When you’re starting a business, it can be very easy to get overwhelmed with the details. You have to worry about the products and services you are going to provide, as well as sales, the need for office space or a store front, and all of the paperwork it takes to get a business going and keep accurate files.
We aren’t talking about the physical tools right now, though. In the modern world, the tools you need to start a business are less tangible, but in some cases just as important.
Do you have a great website?
Even if you plan to open a store front in a small, word-of-mouth type town, you can’t operate in the modern business world without a great website. Your prospects may drive by your building and see your sign, but they will often want to learn more about you before they give you their patronage, and when they seek this information, they’ll head to the internet.

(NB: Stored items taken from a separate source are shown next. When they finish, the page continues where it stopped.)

//! Backend error types.

use derive_more::{Display, Error};

/// The model provider or a scenario tool answered with an error or with
/// something unusable.
#[derive(Debug, Clone, Display, Error)]
#[display("Backend Error: {} at line {} in {}", message, line, file)]
pub struct BackendError {
    /// Provider or tool message
    pub message: String,
    /// Line number where the error occurred
    pub line: u32,
    /// File where the error occurred
    pub file: &'static str,
}

impl BackendError {
    /// Records `message` at the caller's location.
    ///
    /// ```
    /// use shoprag_error::BackendError;
    ///
    /// let err = BackendError::new("provider returned no choices");
    /// assert!(err.to_string().contains("no choices"));
    /// ```
    #[track_caller]
    pub fn new(message: impl Into<String>) -> Self {
        let location = std::panic::Location::caller();
        Self {
            message: message.into(),
            line: location.line(),
            file: location.file(),
        }
    }
}
//! Tests for scenario loading and validation.

use shoprag_error::{ScenarioErrorKind, ShopragError, ShopragErrorKind};
use shoprag_scenario::{
    BranchNode, Node, Script, ScriptValidator, TextNode, ToolRegistry, ValidationIssueKind,
};

const SCENARIO: &str = r#"{
    "name": "Приветствие",
    "code": [
        {"id": "tool1", "type": "tool", "tool": "get_user_data"},
        {"id": "text1", "type": "text", "text": "Здравствуйте, {=@get_user_data.name=}!"},
        {"id": "if1", "type": "if", "condition": "Пользователь недоволен",
         "children": [{"id": "text2", "type": "text", "text": "Приносим извинения."}],
         "else_children": [{"id": "text3", "type": "text", "text": "Рады помочь."}]},
        {"id": "end1", "type": "end"}
    ]
}"#;

fn scenario_kind(err: &ShopragError) -> &ScenarioErrorKind {
    match err.kind() {
        ShopragErrorKind::Scenario(e) => &e.kind,
        other => panic!("Expected scenario error, got {:?}", other),
    }
}

#[test]
fn test_parses_all_node_kinds() {
    let script: Script = SCENARIO.parse().expect("Valid scenario");

    let kinds: Vec<&str> = script.nodes().iter().map(Node::kind).collect();
    assert_eq!(kinds, vec!["tool", "text", "if", "end"]);

    let Node::If(branch) = &script.nodes()[2] else {
        panic!("Expected if node");
    };
    assert_eq!(branch.condition, "Пользователь недоволен");
    assert_eq!(
        branch.branch(true),
        &[BranchNode::Text(TextNode::new("text2", "Приносим извинения."))]
    );
    assert_eq!(branch.branch(false)[0].id(), "text3");
}

#[test]
fn test_missing_fields_default_to_empty() {
    let script: Script = r#"{"code": [
        {"type": "text"},
        {"id": "if1", "type": "if"}
    ]}"#
    .parse()
    .expect("Valid scenario");

    assert_eq!(script.nodes()[0], Node::Text(TextNode::new("", "")));
    let Node::If(branch) = &script.nodes()[1] else {
        panic!("Expected if node");
    };
    assert!(branch.condition.is_empty());
    assert!(branch.children.is_empty());
    assert!(branch.else_children.is_empty());
}

#[test]
fn test_document_without_code_is_empty_script() {
    let script: Script = r#"{"name": "empty"}"#.parse().expect("Valid scenario");
    assert!(script.is_empty());
}

#[test]
fn test_unknown_node_type_is_parse_error() {
    let err = r#"{"code": [{"id": "x", "type": "goto"}]}"#
        .parse::<Script>()
        .expect_err("Unknown type rejected");
    assert!(matches!(scenario_kind(&err), ScenarioErrorKind::Parse(_)));
}

#[test]
fn test_malformed_json_is_parse_error() {
    let err = "{not json".parse::<Script>().expect_err("Malformed rejected");
    assert!(matches!(scenario_kind(&err), ScenarioErrorKind::Parse(_)));
}

#[test]
fn test_missing_file_is_not_found() {
    let dir = tempfile::tempdir().expect("Temp dir");
    let path = dir.path().join("missing.json");

    let err = Script::from_file(&path).expect_err("Missing file rejected");
    match scenario_kind(&err) {
        ScenarioErrorKind::NotFound(p) => assert!(p.ends_with("missing.json")),
        other => panic!("Expected NotFound, got {:?}", other),
    }
}

#[test]
fn test_loads_from_file() {
    let dir = tempfile::tempdir().expect("Temp dir");
    let path = dir.path().join("Scenario.json");
    std::fs::write(&path, SCENARIO).expect("Write scenario");

    let script = Script::from_file(&path).expect("Scenario loads");
    assert_eq!(script.len(), 4);
    assert_eq!(script.nodes()[3].id(), "end1");
}

#[test]
fn test_valid_scenario_has_no_issues() {
    let script: Script = SCENARIO.parse().expect("Valid scenario");
    let tools = ToolRegistry::with_defaults();

    let issues = ScriptValidator::new(&tools).validate(&script);
    assert!(issues.is_empty(), "Unexpected issues: {:?}", issues);
}

#[test]
fn test_validator_reports_problems() {
    let script: Script = r#"{"code": [
        {"id": "a", "type": "text", "text": "раз"},
        {"id": "a", "type": "tool", "tool": "get_order"},
        {"id": "if1", "type": "if", "condition": "  ",
         "children": [{"id": "deep", "type": "if", "condition": "x"}]},
        {"id": "end1", "type": "end"},
        {"id": "late", "type": "text", "text": "никогда"}
    ]}"#
    .parse()
    .expect("Valid scenario");
    let tools = ToolRegistry::with_defaults();

    let issues = ScriptValidator::new(&tools).validate(&script);
    let found: Vec<(ValidationIssueKind, &str)> = issues
        .iter()
        .map(|i| (i.kind, i.node_id.as_str()))
        .collect();

    assert_eq!(
        found,
        vec![
            (ValidationIssueKind::DuplicateId, "a"),
            (ValidationIssueKind::UnknownTool, "a"),
            (ValidationIssueKind::EmptyCondition, "if1"),
            (ValidationIssueKind::UnsupportedBranchChild, "deep"),
            (ValidationIssueKind::Unreachable, "late"),
        ]
    );
    assert!(issues[1].message.contains("get_order"));
    assert!(issues[1].message.contains("get_user_data"));
}

#[test]
fn test_strict_validation_turns_issues_into_error() {
    let tools = ToolRegistry::with_defaults();
    let validator = ScriptValidator::new(&tools);

    let clean: Script = SCENARIO.parse().expect("Valid scenario");
    validator.ensure_valid(&clean).expect("No issues");

    let broken: Script = r#"{"code": [
        {"id": "call", "type": "tool", "tool": "get_order"},
        {"id": "stop", "type": "end"},
        {"id": "late", "type": "text", "text": "никогда"}
    ]}"#
    .parse()
    .expect("Valid scenario");

    let err = validator
        .ensure_valid(&broken)
        .expect_err("Issues are fatal in strict mode");
    match scenario_kind(&err) {
        ScenarioErrorKind::Validation(message) => {
            assert!(message.starts_with("2 issue(s)"));
            assert!(message.contains("get_order"));
            assert!(message.contains("late"));
        }
        other => panic!("Expected validation error, got {:?}", other),
    }
}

With the prevalence of review and opinion websites out there, chances are someone is going to talk about you. If you don’t have your own official website for your company, then the reviews will be the only thing prospective clients can find when they do the online search.
Now imagine a misunderstanding causes someone to post a bad review of your business. That bad review can end up taking the number one spot in the search engines, so that when someone goes online to learn about your business they get a message crafted by someone unhappy with their experience.
Create an official website when you start your business, though, and you’ll be the one in control of the message.
Are you incorporated?
You may think that crafting items in your home or providing on-site services is something you can do on a freelance basis without creating a business entity, but that’s far too risky a prospect to be practical for most businesses.
It’s incredibly easy these days to incorporate online, and the benefits cannot be overstated. When you form an LLC, for example, you legally separate your business assets from your personal ones. Though you are keeping your eye on success, it’s never a wise idea to jump without a net, and operating a business without incorporating is exactly that.
Keeping your business and personal holdings separate with the use of a business entity means that should the worst come to pass and your business fails or ends up on the wrong side of a legal battle, your home and property is protected. If you don’t make sure to have this type of legal separation, everything you own is legally tied to your business, and it all becomes fair game should you end up paying a settlement or filing for bankruptcy.
Do you need a registered agent?
The process of building a business will keep you busy, and if you are planning to operate in a state outside of the one in which you reside, forming your business may require quite a bit of travel, unless you obtain a registered agent.
A registered agent serves as your representative for out-of-state business operations. He or she stands in for you in all legal matters during the process of forming your business. Some may choose to let an employee or family member serve in this capacity, but a professional registered agent carries many more benefits.
These professionals are registered with the state and familiar with all of the legal wrangling it will take to protect your business operations outside of your home state.
When you are ready to start a business, the tools you need will be many, but with the right planning you can effectively and successfully meet your goals.